▸ **Problem statement**
Set down exactly each line of the entries below, beginning at the one that contains "pub fn release(&self, mut" and ending at the last, and no others.

** Opening Material for this task block **

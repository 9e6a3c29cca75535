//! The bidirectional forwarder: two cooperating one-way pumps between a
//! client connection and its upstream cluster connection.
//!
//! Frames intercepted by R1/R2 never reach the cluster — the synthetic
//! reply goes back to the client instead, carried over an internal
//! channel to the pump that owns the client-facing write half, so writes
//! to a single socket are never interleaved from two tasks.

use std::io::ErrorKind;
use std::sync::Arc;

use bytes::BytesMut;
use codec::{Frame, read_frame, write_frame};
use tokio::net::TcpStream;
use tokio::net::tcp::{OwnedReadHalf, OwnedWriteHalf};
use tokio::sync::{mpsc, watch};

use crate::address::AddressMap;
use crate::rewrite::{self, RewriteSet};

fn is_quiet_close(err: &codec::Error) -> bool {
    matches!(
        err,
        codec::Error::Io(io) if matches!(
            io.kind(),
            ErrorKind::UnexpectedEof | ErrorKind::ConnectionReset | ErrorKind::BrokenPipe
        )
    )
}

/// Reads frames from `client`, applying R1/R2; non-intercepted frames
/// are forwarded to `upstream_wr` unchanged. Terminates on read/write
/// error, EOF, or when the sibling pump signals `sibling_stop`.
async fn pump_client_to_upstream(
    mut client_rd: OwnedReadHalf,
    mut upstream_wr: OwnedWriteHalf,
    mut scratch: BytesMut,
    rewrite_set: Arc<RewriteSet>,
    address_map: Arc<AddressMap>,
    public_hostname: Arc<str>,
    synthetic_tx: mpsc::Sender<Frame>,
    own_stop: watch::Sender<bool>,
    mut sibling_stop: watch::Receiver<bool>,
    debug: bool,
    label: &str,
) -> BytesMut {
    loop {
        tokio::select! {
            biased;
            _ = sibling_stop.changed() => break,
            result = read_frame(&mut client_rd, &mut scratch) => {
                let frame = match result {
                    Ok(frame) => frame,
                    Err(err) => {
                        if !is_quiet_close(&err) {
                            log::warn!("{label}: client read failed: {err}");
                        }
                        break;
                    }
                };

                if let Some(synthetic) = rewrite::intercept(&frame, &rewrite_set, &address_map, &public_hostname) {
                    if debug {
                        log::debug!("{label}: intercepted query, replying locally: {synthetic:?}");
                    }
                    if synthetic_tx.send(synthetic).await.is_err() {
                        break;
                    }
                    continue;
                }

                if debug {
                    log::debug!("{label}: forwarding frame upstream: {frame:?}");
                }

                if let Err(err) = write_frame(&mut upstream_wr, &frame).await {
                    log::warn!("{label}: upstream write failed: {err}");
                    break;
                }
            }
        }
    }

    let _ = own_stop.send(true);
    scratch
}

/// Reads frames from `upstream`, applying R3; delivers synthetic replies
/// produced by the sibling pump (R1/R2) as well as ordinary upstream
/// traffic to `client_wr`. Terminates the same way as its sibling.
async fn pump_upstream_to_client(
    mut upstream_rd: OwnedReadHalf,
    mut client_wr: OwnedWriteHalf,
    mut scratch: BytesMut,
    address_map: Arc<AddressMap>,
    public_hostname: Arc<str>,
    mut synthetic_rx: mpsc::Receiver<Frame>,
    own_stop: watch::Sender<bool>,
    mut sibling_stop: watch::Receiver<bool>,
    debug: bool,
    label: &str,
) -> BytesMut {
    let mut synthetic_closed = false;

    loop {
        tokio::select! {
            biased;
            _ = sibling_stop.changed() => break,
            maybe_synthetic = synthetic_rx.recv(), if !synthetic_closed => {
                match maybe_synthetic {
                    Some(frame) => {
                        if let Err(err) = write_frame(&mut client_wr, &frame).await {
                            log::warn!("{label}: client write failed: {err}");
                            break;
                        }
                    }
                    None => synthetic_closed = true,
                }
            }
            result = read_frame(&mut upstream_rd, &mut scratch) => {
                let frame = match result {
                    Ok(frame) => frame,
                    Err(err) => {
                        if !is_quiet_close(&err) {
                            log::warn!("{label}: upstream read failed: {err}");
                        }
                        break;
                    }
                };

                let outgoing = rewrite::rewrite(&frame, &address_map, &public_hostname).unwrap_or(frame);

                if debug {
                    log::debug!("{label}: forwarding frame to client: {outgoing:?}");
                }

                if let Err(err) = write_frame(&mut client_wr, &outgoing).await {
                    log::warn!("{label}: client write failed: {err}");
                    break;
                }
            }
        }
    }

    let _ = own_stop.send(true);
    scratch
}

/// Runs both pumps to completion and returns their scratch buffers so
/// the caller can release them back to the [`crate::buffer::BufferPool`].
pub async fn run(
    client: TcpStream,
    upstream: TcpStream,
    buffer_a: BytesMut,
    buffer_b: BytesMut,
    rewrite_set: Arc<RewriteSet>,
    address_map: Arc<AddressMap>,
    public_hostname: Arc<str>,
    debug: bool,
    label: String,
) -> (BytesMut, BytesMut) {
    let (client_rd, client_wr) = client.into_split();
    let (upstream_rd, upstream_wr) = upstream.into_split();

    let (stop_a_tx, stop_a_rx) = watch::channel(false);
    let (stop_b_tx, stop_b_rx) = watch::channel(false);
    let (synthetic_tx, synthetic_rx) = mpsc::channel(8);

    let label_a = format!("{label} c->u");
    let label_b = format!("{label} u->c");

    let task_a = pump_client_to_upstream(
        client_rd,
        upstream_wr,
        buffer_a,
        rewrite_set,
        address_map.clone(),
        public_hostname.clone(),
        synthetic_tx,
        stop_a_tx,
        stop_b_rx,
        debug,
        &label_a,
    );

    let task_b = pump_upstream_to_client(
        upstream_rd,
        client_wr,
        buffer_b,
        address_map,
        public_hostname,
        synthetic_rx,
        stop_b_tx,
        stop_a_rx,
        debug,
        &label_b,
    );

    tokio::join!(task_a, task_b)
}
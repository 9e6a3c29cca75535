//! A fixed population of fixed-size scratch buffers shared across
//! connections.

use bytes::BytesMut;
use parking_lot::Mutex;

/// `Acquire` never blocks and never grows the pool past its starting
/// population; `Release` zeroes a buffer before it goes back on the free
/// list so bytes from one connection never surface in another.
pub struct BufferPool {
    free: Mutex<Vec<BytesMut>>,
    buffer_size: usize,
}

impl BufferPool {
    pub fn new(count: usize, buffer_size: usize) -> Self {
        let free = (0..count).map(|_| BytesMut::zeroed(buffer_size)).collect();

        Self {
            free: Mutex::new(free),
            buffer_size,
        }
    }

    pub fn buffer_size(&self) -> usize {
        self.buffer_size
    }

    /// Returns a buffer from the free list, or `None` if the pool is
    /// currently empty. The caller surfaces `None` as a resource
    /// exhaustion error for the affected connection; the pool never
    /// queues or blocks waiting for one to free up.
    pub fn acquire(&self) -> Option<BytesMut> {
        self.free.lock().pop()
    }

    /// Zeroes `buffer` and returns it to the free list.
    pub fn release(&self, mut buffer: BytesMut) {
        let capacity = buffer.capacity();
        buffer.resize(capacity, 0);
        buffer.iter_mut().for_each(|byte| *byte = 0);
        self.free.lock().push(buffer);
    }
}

** Closing Material for this task block **

▸ **The answer**
    pub fn release(&self, mut buffer: BytesMut) {
        let capacity = buffer.capacity();
        buffer.resize(capacity, 0);
        buffer.iter_mut().for_each(|byte| *byte = 0);
        self.free.lock().push(buffer);
    }
}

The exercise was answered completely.